EXERCISE REQUIREMENTS ▸ Report each line of the data that has "struct" somewhere in it.

==*==

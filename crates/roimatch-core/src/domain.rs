//! Typed records shared by the ingestion, training, and serving layers.

use std::str::FromStr;

use chrono::NaiveDate;
use serde::{Deserialize, Serialize};

use crate::{CoreError, Platform, Tier};

/// A content-publishing account, normalized from a raw profile record.
#[derive(Debug, Clone, PartialEq, Serialize, Deserialize)]
pub struct Creator {
    pub id: i64,
    pub username: String,
    pub follower_count: u64,
    /// Niche name from the configured keyword sets, e.g. `"Beauty"`.
    pub niche: String,
    pub platform: Platform,
    /// At most 500 characters.
    pub bio: String,
}

/// A brand campaign, normalized from a raw brand profile record.
#[derive(Debug, Clone, PartialEq, Serialize, Deserialize)]
pub struct Campaign {
    pub id: i64,
    pub brand_name: String,
    pub product_category: String,
    /// Always positive.
    pub budget: i64,
    /// At most 200 characters.
    pub content_requirements: String,
}

/// One row of the historical campaign performance dataset.
///
/// Numeric KPIs are optional because the source CSV has gaps; consumers
/// decide whether a gap means "zero" or "exclude".
#[derive(Debug, Clone, PartialEq, Serialize, Deserialize)]
pub struct PerformanceRecord {
    pub campaign_id: String,
    pub platform: Platform,
    pub influencer_category: String,
    pub campaign_type: Option<String>,
    pub start_date: Option<NaiveDate>,
    pub engagements: Option<i64>,
    pub estimated_reach: Option<i64>,
    pub product_sales: Option<f64>,
    pub budget: Option<i64>,
    pub duration_days: Option<i32>,
    pub end_date: Option<NaiveDate>,
}

impl PerformanceRecord {
    /// Returns the budget only when it is strictly positive.
    #[must_use]
    pub fn positive_budget(&self) -> Option<i64> {
        self.budget.filter(|b| *b > 0)
    }

    /// Observed ROI as a percentage of budget.
    ///
    /// Returns `0.0` when the budget is missing or not positive, and treats
    /// missing sales as zero.
    #[must_use]
    pub fn historical_roi(&self) -> f64 {
        match self.positive_budget() {
            #[allow(clippy::cast_precision_loss)]
            Some(budget) => {
                let budget = budget as f64;
                (self.product_sales.unwrap_or(0.0) - budget) / budget * 100.0
            }
            None => 0.0,
        }
    }
}

/// Equality and threshold filters over historical performance rows.
/// Missing numeric values count as zero against the thresholds.
#[derive(Debug, Clone, Default, PartialEq)]
pub struct HistoricalFilter {
    pub campaign_type: Option<String>,
    pub influencer_category: Option<String>,
    pub platform: Option<Platform>,
    pub min_product_sales: f64,
    pub min_engagements: i64,
}

impl HistoricalFilter {
    #[must_use]
    pub fn accepts(&self, r: &PerformanceRecord) -> bool {
        if let Some(t) = &self.campaign_type {
            if r.campaign_type.as_deref() != Some(t.as_str()) {
                return false;
            }
        }
        if let Some(c) = &self.influencer_category {
            if &r.influencer_category != c {
                return false;
            }
        }
        if self.platform.is_some_and(|p| p != r.platform) {
            return false;
        }
        r.product_sales.unwrap_or(0.0) >= self.min_product_sales
            && r.engagements.unwrap_or(0) >= self.min_engagements
    }
}

#[derive(Debug, Clone, Copy, PartialEq, Eq, Serialize, Deserialize)]
#[serde(rename_all = "lowercase")]
pub enum MatchMethod {
    Observed,
    Synthetic,
}

impl std::fmt::Display for MatchMethod {
    fn fmt(&self, f: &mut std::fmt::Formatter<'_>) -> std::fmt::Result {
        match self {
            MatchMethod::Observed => write!(f, "observed"),
            MatchMethod::Synthetic => write!(f, "synthetic"),
        }
    }
}

impl FromStr for MatchMethod {
    type Err = CoreError;

    fn from_str(s: &str) -> Result<Self, Self::Err> {
        match s {
            "observed" => Ok(MatchMethod::Observed),
            "synthetic" => Ok(MatchMethod::Synthetic),
            _ => Err(CoreError::InvalidMatchMethod(s.to_string())),
        }
    }
}

#[derive(Debug, Clone, Copy, PartialEq, Eq, Serialize, Deserialize)]
#[serde(rename_all = "lowercase")]
pub enum MatchOutcome {
    Completed,
}

impl std::fmt::Display for MatchOutcome {
    fn fmt(&self, f: &mut std::fmt::Formatter<'_>) -> std::fmt::Result {
        match self {
            MatchOutcome::Completed => write!(f, "completed"),
        }
    }
}

impl FromStr for MatchOutcome {
    type Err = CoreError;

    fn from_str(s: &str) -> Result<Self, Self::Err> {
        match s {
            "completed" => Ok(MatchOutcome::Completed),
            _ => Err(CoreError::InvalidMatchOutcome(s.to_string())),
        }
    }
}

/// A sponsored-content outcome linked to a creator.
#[derive(Debug, Clone, PartialEq, Serialize, Deserialize)]
pub struct Match {
    pub id: i64,
    pub creator_id: i64,
    pub method: MatchMethod,
    pub actual_roi: f64,
    pub outcome: MatchOutcome,
}

/// One hypothetical platform + tier + budget combination.
#[derive(Debug, Clone, PartialEq, Eq, Serialize, Deserialize)]
pub struct Candidate {
    pub platform: Platform,
    pub influencer_tier: Tier,
    pub budget: i64,
}

/// A scored candidate with its position in the ranked output.
#[derive(Debug, Clone, PartialEq, Serialize, Deserialize)]
pub struct Recommendation {
    pub rank: usize,
    pub platform: Platform,
    pub influencer_tier: Tier,
    pub budget: i64,
    pub predicted_sales: f64,
    /// `(predicted_sales - budget) / budget * 100`.
    pub predicted_roi: f64,
}

#[cfg(test)]
mod tests {
    use super::*;

    fn record(budget: Option<i64>, sales: Option<f64>) -> PerformanceRecord {
        PerformanceRecord {
            campaign_id: "c-1".to_string(),
            platform: Platform::Instagram,
            influencer_category: "Beauty".to_string(),
            campaign_type: None,
            start_date: None,
            engagements: None,
            estimated_reach: None,
            product_sales: sales,
            budget,
            duration_days: None,
            end_date: None,
        }
    }

    #[test]
    fn historical_roi_uses_sales_over_budget() {
        let r = record(Some(5_000), Some(20_000.0));
        assert!((r.historical_roi() - 300.0).abs() < 1e-9);
    }

    #[test]
    fn historical_roi_is_zero_without_positive_budget() {
        assert_eq!(record(None, Some(100.0)).historical_roi(), 0.0);
        assert_eq!(record(Some(0), Some(100.0)).historical_roi(), 0.0);
        assert_eq!(record(Some(-10), Some(100.0)).historical_roi(), 0.0);
    }

    #[test]
    fn match_method_round_trips_through_display() {
        for method in [MatchMethod::Observed, MatchMethod::Synthetic] {
            assert_eq!(method.to_string().parse::<MatchMethod>().unwrap(), method);
        }
        assert!("Synthetic_Random".parse::<MatchMethod>().is_err());
    }

    #[test]
    fn recommendation_serializes_platform_and_tier_names() {
        let rec = Recommendation {
            rank: 1,
            platform: Platform::TikTok,
            influencer_tier: Tier::Micro,
            budget: 5_000,
            predicted_sales: 20_000.0,
            predicted_roi: 300.0,
        };
        let json = serde_json::to_value(&rec).unwrap();
        assert_eq!(json["platform"], "TikTok");
        assert_eq!(json["influencer_tier"], "Micro");
        assert_eq!(json["rank"], 1);
    }
}
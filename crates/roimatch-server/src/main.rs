mod api;
mod middleware;

use std::net::SocketAddr;
use std::sync::Arc;

use roimatch_model::RecommendationService;
use tracing_subscriber::EnvFilter;

use crate::{
    api::{build_app, AppState},
    middleware::{AuthState, RateLimitState},
};

#[tokio::main]
async fn main() -> anyhow::Result<()> {
    let config = roimatch_core::load_app_config()?;
    let env_filter = EnvFilter::try_from_default_env()
        .or_else(|_| EnvFilter::try_new(config.log_level.clone()))?;
    tracing_subscriber::fmt().with_env_filter(env_filter).init();

    let pool_config = roimatch_db::PoolConfig::from_app_config(&config);
    let pool = roimatch_db::connect_pool(&config.database_url, pool_config).await?;
    roimatch_db::run_migrations(&pool).await?;

    let service = Arc::new(RecommendationService::from_config(&config));
    let status = service.warm();
    tracing::info!(
        roi_model = status.roi_model,
        sales_model = status.sales_model,
        "recommendation service ready"
    );

    let auth = AuthState::new(&config.api_keys, config.env)?;
    let rate_limit = RateLimitState::per_minute(config.rate_limit_per_minute);
    let app = build_app(AppState { pool, service }, auth, rate_limit);

    let listener = tokio::net::TcpListener::bind(config.bind_addr).await?;
    tracing::info!(addr = %config.bind_addr, "listening");
    axum::serve(
        listener,
        app.into_make_service_with_connect_info::<SocketAddr>(),
    )
        .with_graceful_shutdown(shutdown_signal())
        .await?;
    Ok(())
}

async fn shutdown_signal() {
    let ctrl_c = async {
        if let Err(e) = tokio::signal::ctrl_c().await {
            tracing::error!(error = %e, "failed to listen for ctrl-c");
            std::future::pending::<()>().await;
        }
    };

    #[cfg(unix)]
    let terminate = async {
        match tokio::signal::unix::signal(tokio::signal::unix::SignalKind::terminate()) {
            Ok(mut signal) => {
                signal.recv().await;
            }
            Err(e) => {
                tracing::error!(error = %e, "failed to install SIGTERM handler");
                std::future::pending::<()>().await;
            }
        }
    };

    #[cfg(not(unix))]
    let terminate = std::future::pending::<()>();

    tokio::select! {
        () = ctrl_c => {},
        () = terminate => {},
    }

    tracing::info!("received shutdown signal, starting graceful shutdown");
}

==*==

ANSWER TO THE PROBLEM ▸
pub struct Creator {
pub struct Campaign {
pub struct PerformanceRecord {
pub struct HistoricalFilter {
pub struct Match {
pub struct Candidate {
pub struct Recommendation {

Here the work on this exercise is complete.